No time for your own entrepreneurial venture?

I have been in that shoes before.

If you don’t allocate time and effort, it will never happen.  Looking back from the day I jumped into a solopreneur in 2010,  my motivation was running. I wanted to become an athlete, I wanted to have time for my marathon goals, pursue yoga training and become a triathlete. I wanted to end the night-shifts as an hotelier and felt compelled I could do much more.

Sometimes, all you need is a spark to make you get out of the box you’re in. Did I ever become an athlete? a marathon runner, yes.
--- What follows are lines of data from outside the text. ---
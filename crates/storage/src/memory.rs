//! In-memory entity store.
//!
//! Backed by a plain `HashMap` behind a synchronous lock; every operation is
//! a short critical section with no await point inside, so the async trait
//! methods never hold the lock across a suspension.

use std::collections::HashMap;
use std::sync::RwLock;

use async_trait::async_trait;

use symbiont_core::entities::EntityKind;
use symbiont_core::error::{StorageError, StorageResult};
use symbiont_core::ports::EntityStore;

/// Entity store keeping every document in process memory.
///
/// Used by the dry-run replay mode and throughout the handler tests.
#[derive(Default)]
pub struct InMemoryEntityStore {
    entities: RwLock<HashMap<(EntityKind, String), serde_json::Value>>,
}

impl InMemoryEntityStore {
    pub fn new() -> Self {
        Self::default()
    }

    /// Number of stored entities of one kind.
    pub fn count(&self, kind: EntityKind) -> usize {
        self.entities
            .read()
            .expect("entity map lock poisoned")
            .keys()
            .filter(|(k, _)| *k == kind)
            .count()
    }

    /// Total number of stored entities across all kinds.
    pub fn len(&self) -> usize {
        self.entities
            .read()
            .expect("entity map lock poisoned")
            .len()
    }

    pub fn is_empty(&self) -> bool {
        self.len() == 0
    }
}

#[async_trait]
impl EntityStore for InMemoryEntityStore {
    async fn load(&self, kind: EntityKind, id: &str) -> StorageResult<Option<serde_json::Value>> {
        let entities = self
            .entities
            .read()
            .map_err(|e| StorageError::ConnectionError(format!("lock poisoned: {e}")))?;
        Ok(entities.get(&(kind, id.to_string())).cloned())
    }

    async fn save(&self, kind: EntityKind, id: &str, data: serde_json::Value) -> StorageResult<()> {
        let mut entities = self
            .entities
            .write()
            .map_err(|e| StorageError::ConnectionError(format!("lock poisoned: {e}")))?;
        entities.insert((kind, id.to_string()), data);
        Ok(())
    }
}

#[cfg(test)]
mod tests {
    use super::*;
    use serde_json::json;

    #[tokio::test]
    async fn test_load_missing_returns_none() {
        let store = InMemoryEntityStore::new();
        let loaded = store.load(EntityKind::Vault, "0xabc").await.unwrap();
        assert!(loaded.is_none());
    }

    #[tokio::test]
    async fn test_save_then_load_roundtrips() {
        let store = InMemoryEntityStore::new();
        let doc = json!({"id": "0xabc", "total_staked": "100"});

        store
            .save(EntityKind::Vault, "0xabc", doc.clone())
            .await
            .unwrap();

        let loaded = store.load(EntityKind::Vault, "0xabc").await.unwrap();
        assert_eq!(loaded, Some(doc));
    }

    // Deux kinds distincts peuvent partager le même id sans collision
    #[tokio::test]
    async fn test_kinds_are_isolated_namespaces() {
        let store = InMemoryEntityStore::new();

        store
            .save(EntityKind::Vault, "shared", json!({"a": 1}))
            .await
            .unwrap();
        store
            .save(EntityKind::Operator, "shared", json!({"b": 2}))
            .await
            .unwrap();

        assert_eq!(store.count(EntityKind::Vault), 1);
        assert_eq!(store.count(EntityKind::Operator), 1);
        assert_eq!(store.len(), 2);

        let vault = store.load(EntityKind::Vault, "shared").await.unwrap();
        assert_eq!(vault, Some(json!({"a": 1})));
    }

    #[tokio::test]
    async fn test_save_is_an_upsert() {
        let store = InMemoryEntityStore::new();

        store
            .save(EntityKind::Network, "n1", json!({"v": 1}))
            .await
            .unwrap();
        store
            .save(EntityKind::Network, "n1", json!({"v": 2}))
            .await
            .unwrap();

        assert_eq!(store.count(EntityKind::Network), 1);
        let loaded = store.load(EntityKind::Network, "n1").await.unwrap();
        assert_eq!(loaded, Some(json!({"v": 2})));
    }
}
//! PostgreSQL storage adapter.
//!
//! Entities are persisted as JSONB documents in a single table keyed by
//! `(kind, id)`. The engine's entities are small, schemaless aggregates
//! whose shape follows the domain types, so a document table avoids a
//! migration per entity while keeping upserts atomic per row.
//!
//! # Usage
//!
//! ```ignore
//! let config = DatabaseConfig::for_engine(&database_url);
//! let db = Database::connect(&config).await?;
//! db.migrate().await?;
//!
//! let store = PgEntityStore::new(&db);
//! ```

mod database;
mod entity_store;

pub use database::{Database, DatabaseConfig, PurgeStats};
pub use entity_store::PgEntityStore;
//! Entity store implementation for PostgreSQL.

use async_trait::async_trait;
use sqlx::PgPool;

use symbiont_core::entities::EntityKind;
use symbiont_core::error::{StorageError, StorageResult};
use symbiont_core::ports::EntityStore;

use super::database::Database;

/// PostgreSQL implementation of [`EntityStore`].
///
/// Each entity is one row in the `entities` table; `save` is an upsert on
/// the `(kind, id)` primary key, which is what makes handler replays
/// idempotent at the storage level.
pub struct PgEntityStore {
    pool: PgPool,
}

impl PgEntityStore {
    pub fn new(db: &Database) -> Self {
        Self {
            pool: db.pool().clone(),
        }
    }

    /// Number of stored entities of one kind. Used by diagnostics.
    pub async fn count(&self, kind: EntityKind) -> StorageResult<u64> {
        let row: (i64,) = sqlx::query_as("SELECT COUNT(*) FROM entities WHERE kind = $1")
            .bind(kind.as_str())
            .fetch_one(&self.pool)
            .await
            .map_err(|e| StorageError::QueryError(e.to_string()))?;
        Ok(row.0 as u64)
    }
}

#[async_trait]
impl EntityStore for PgEntityStore {
    async fn load(&self, kind: EntityKind, id: &str) -> StorageResult<Option<serde_json::Value>> {
        let row: Option<(serde_json::Value,)> = sqlx::query_as(
            r#"
            SELECT data
            FROM entities
            WHERE kind = $1 AND id = $2
            "#,
        )
        .bind(kind.as_str())
        .bind(id)
        .fetch_optional(&self.pool)
        .await
        .map_err(|e| StorageError::QueryError(e.to_string()))?;

        Ok(row.map(|(data,)| data))
    }

    async fn save(&self, kind: EntityKind, id: &str, data: serde_json::Value) -> StorageResult<()> {
        sqlx::query(
            r#"
            INSERT INTO entities (kind, id, data, updated_at)
            VALUES ($1, $2, $3, NOW())
            ON CONFLICT (kind, id) DO UPDATE SET
                data = EXCLUDED.data,
                updated_at = EXCLUDED.updated_at
            "#,
        )
        .bind(kind.as_str())
        .bind(id)
        .bind(data)
        .execute(&self.pool)
        .await
        .map_err(|e| StorageError::QueryError(e.to_string()))?;

        Ok(())
    }
}
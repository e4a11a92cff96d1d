//! Handlers for network and operator registration events.
//!
//! Each registration bumps the corresponding protocol-wide total and creates
//! the primary entity with zeroed counters and placeholder configuration
//! defaults. Registration events are expected at most once per address; a
//! duplicate overwrites the entity with fresh defaults and double-counts the
//! protocol total - the known gap is surfaced with a warning, not guarded.

use async_trait::async_trait;
use rust_decimal::Decimal;
use tracing::{debug, warn};

use symbiont_core::entities::{Network, Operator};
use symbiont_core::error::{DomainError, DomainResult};
use symbiont_core::models::{EventKind, EventPayload, StakingEvent};
use symbiont_core::ports::{EntityStoreExt, EventHandler, HandlerContext};

use crate::protocol::ensure_protocol;

/// Default network epoch duration (1 day). Placeholder pending richer
/// on-chain configuration, not a protocol-derived value.
const DEFAULT_EPOCH_DURATION: i64 = 86_400;

/// Default network slashing window (7 days). Same placeholder status.
const DEFAULT_SLASHING_WINDOW: i64 = 604_800;

// =============================================================================
// Network registration
// =============================================================================

/// Handler for `NetworkRegistered` events from the network registry.
pub struct NetworkRegistryHandler;

#[async_trait]
impl EventHandler for NetworkRegistryHandler {
    fn name(&self) -> &'static str {
        "network_registry"
    }

    fn kinds(&self) -> &'static [EventKind] {
        &[EventKind::NetworkRegistered]
    }

    async fn handle(&self, event: &StakingEvent, ctx: &HandlerContext) -> DomainResult<()> {
        let EventPayload::NetworkRegistered(payload) = &event.payload else {
            return Err(DomainError::DecodingError(format!(
                "network_registry handler received {}",
                event.kind()
            )));
        };
        let meta = &event.meta;
        let store = ctx.store.as_ref();

        let mut protocol = ensure_protocol(store, meta.timestamp).await?;
        protocol.total_networks += 1;
        protocol.updated_at = meta.timestamp;
        store.put(&protocol).await?;

        let id = Network::id_for(&payload.network);
        if store.get::<Network>(&id).await?.is_some() {
            warn!(network = %id, "Duplicate network registration, overwriting with fresh defaults");
        }

        let network = Network {
            id: id.clone(),
            address: payload.network,
            admin: payload.admin,
            middleware: None,
            epoch_duration: DEFAULT_EPOCH_DURATION,
            slashing_window: DEFAULT_SLASHING_WINDOW,
            total_stake: Decimal::ZERO,
            operator_count: 0,
            vault_count: 0,
            created_at: meta.timestamp,
            updated_at: meta.timestamp,
            created_at_block: meta.block_number,
        };
        store.put(&network).await?;

        debug!(network = %id, block = meta.block_number, "Network registered");
        Ok(())
    }
}

// =============================================================================
// Operator registration
// =============================================================================

/// Handler for `OperatorRegistered` events from the operator registry.
pub struct OperatorRegistryHandler;

#[async_trait]
impl EventHandler for OperatorRegistryHandler {
    fn name(&self) -> &'static str {
        "operator_registry"
    }

    fn kinds(&self) -> &'static [EventKind] {
        &[EventKind::OperatorRegistered]
    }

    async fn handle(&self, event: &StakingEvent, ctx: &HandlerContext) -> DomainResult<()> {
        let EventPayload::OperatorRegistered(payload) = &event.payload else {
            return Err(DomainError::DecodingError(format!(
                "operator_registry handler received {}",
                event.kind()
            )));
        };
        let meta = &event.meta;
        let store = ctx.store.as_ref();

        let mut protocol = ensure_protocol(store, meta.timestamp).await?;
        protocol.total_operators += 1;
        protocol.updated_at = meta.timestamp;
        store.put(&protocol).await?;

        let id = Operator::id_for(&payload.operator);
        if store.get::<Operator>(&id).await?.is_some() {
            warn!(operator = %id, "Duplicate operator registration, overwriting with fresh defaults");
        }

        let operator = Operator {
            id: id.clone(),
            address: payload.operator,
            admin: payload.admin,
            total_stake: Decimal::ZERO,
            network_count: 0,
            vault_count: 0,
            created_at: meta.timestamp,
            updated_at: meta.timestamp,
            created_at_block: meta.block_number,
        };
        store.put(&operator).await?;

        debug!(operator = %id, block = meta.block_number, "Operator registered");
        Ok(())
    }
}
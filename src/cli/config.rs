//! Configuration conversion utilities for CLI arguments

use crate::cli::main_impl::{Cli, CliMode, CliOutputFormat};
use crate::config::{OutputFormat, RemovalConfig, RemovalConfigBuilder, RemovalMode};
use anyhow::{Context, Result};
use std::path::Path;

/// Convert CLI arguments to a `RemovalConfig`
pub(crate) struct CliConfigBuilder;

impl CliConfigBuilder {
    /// Build the configuration: JSON file (if any) first, flags on top
    pub(crate) fn from_cli(cli: &Cli) -> Result<RemovalConfig> {
        Self::validate_cli(cli)?;

        let base = match &cli.config {
            Some(path) => RemovalConfig::from_json_file(path)
                .with_context(|| format!("Failed to load configuration from {}", path.display()))?,
            None => RemovalConfig::default(),
        };

        let mut builder = RemovalConfigBuilder::from_config(base);

        if let Some(mode) = cli.mode {
            builder = builder.mode(Self::mode(mode));
        }
        if let Some(format) = cli.format {
            builder = builder.output_format(Self::output_format(format));
        } else if let Some(format) = Self::format_from_output_path(cli)? {
            builder = builder.output_format(format);
        }
        if let Some(threshold) = cli.white_threshold {
            builder = builder.white_threshold(threshold);
        }
        if let Some(threshold) = cli.density_threshold {
            builder = builder.density_threshold(threshold);
        }
        if cli.no_parallel {
            builder = builder.parallel(false);
        }
        if cli.fallback_flatten {
            builder = builder.fallback_to_flatten(true);
        }
        if cli.verbose >= 2 {
            builder = builder.debug(true);
        }

        builder.build().context("Invalid configuration")
    }

    /// Infer the format from a single output file's extension
    ///
    /// Batch runs and directory inputs treat `-o` as a directory, so nothing
    /// is inferred for them.
    fn format_from_output_path(cli: &Cli) -> Result<Option<OutputFormat>> {
        let single_input = match cli.input.as_slice() {
            [input] => input == "-" || !Path::new(input).is_dir(),
            _ => false,
        };
        if !single_input {
            return Ok(None);
        }
        let Some(output) = cli.output.as_deref().filter(|o| *o != "-") else {
            return Ok(None);
        };
        let path = Path::new(output);
        if path.is_dir() {
            return Ok(None);
        }
        match path.extension().and_then(|ext| ext.to_str()) {
            Some(ext) => ext
                .parse()
                .map(Some)
                .with_context(|| format!("Cannot write output file {output}")),
            None => Ok(None),
        }
    }

    pub(crate) fn output_format(format: CliOutputFormat) -> OutputFormat {
        match format {
            CliOutputFormat::Png => OutputFormat::Png,
            CliOutputFormat::Webp => OutputFormat::WebP,
            CliOutputFormat::Tiff => OutputFormat::Tiff,
            CliOutputFormat::Rgba8 => OutputFormat::Rgba8,
        }
    }

    pub(crate) fn mode(mode: CliMode) -> RemovalMode {
        match mode {
            CliMode::Segment => RemovalMode::Segment,
            CliMode::Flatten => RemovalMode::Flatten,
        }
    }

    /// Validate CLI arguments for consistency
    pub(crate) fn validate_cli(cli: &Cli) -> Result<()> {
        if cli.input.len() > 1 && cli.input.iter().any(|s| s == "-") {
            anyhow::bail!("Stdin (-) cannot be combined with other inputs");
        }
        if let Some(pattern) = &cli.pattern {
            glob::Pattern::new(pattern)
                .with_context(|| format!("Invalid file pattern: {pattern}"))?;
        }
        #[cfg(not(feature = "webp-support"))]
        if cli.format == Some(CliOutputFormat::Webp) {
            anyhow::bail!("WebP output requires the webp-support feature");
        }
        Ok(())
    }
}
Became a certified kids yoga instructor,  and still working on becoming a triathlete.

Being a solopreneur can also be overwhelming, in fact, it is overwhelming.  You’d have to find the time to fit everything: making money, developing a product, refining your skills and continuously marketing yourself to gain more clients.

It’s like going through an MBA program on steroids. 

In every corporate job I’ve endeavored to be in, I took it as an opportunity to learn.  I was always observing my peers, questioning my bosses, and volunteering to do more than what I am tasked to do; often times, I may have gone beyond what’s in my job description but that’s how we grow. If we settle, you’ll get stuck from just being where you are. Curiosity has always been roaring and I wasn’t afraid of asking, trying and failing.

If you’re stuck in a rut with that 9-5pm job, maybe you’d have to change that mindset and consider it as a free learning ground; and you get paid for the service rendered. Treat it as if it were your business, and you’ll be able to gain critical decision-making skills along the way.  Once you’re equipped, apply it to your next endeavor and pursue.

There were times I felt like a real mess when I was in my corporate job, especially when I experienced handling three (3) departments because all the heads resigned and I was the newbie who had no choice but to keep the business running. I had to learn the ropes on the fly, make use of the available resources and consulted every person I can.  Despite the overwhelmed tasks, it was also the gig I am most grateful for.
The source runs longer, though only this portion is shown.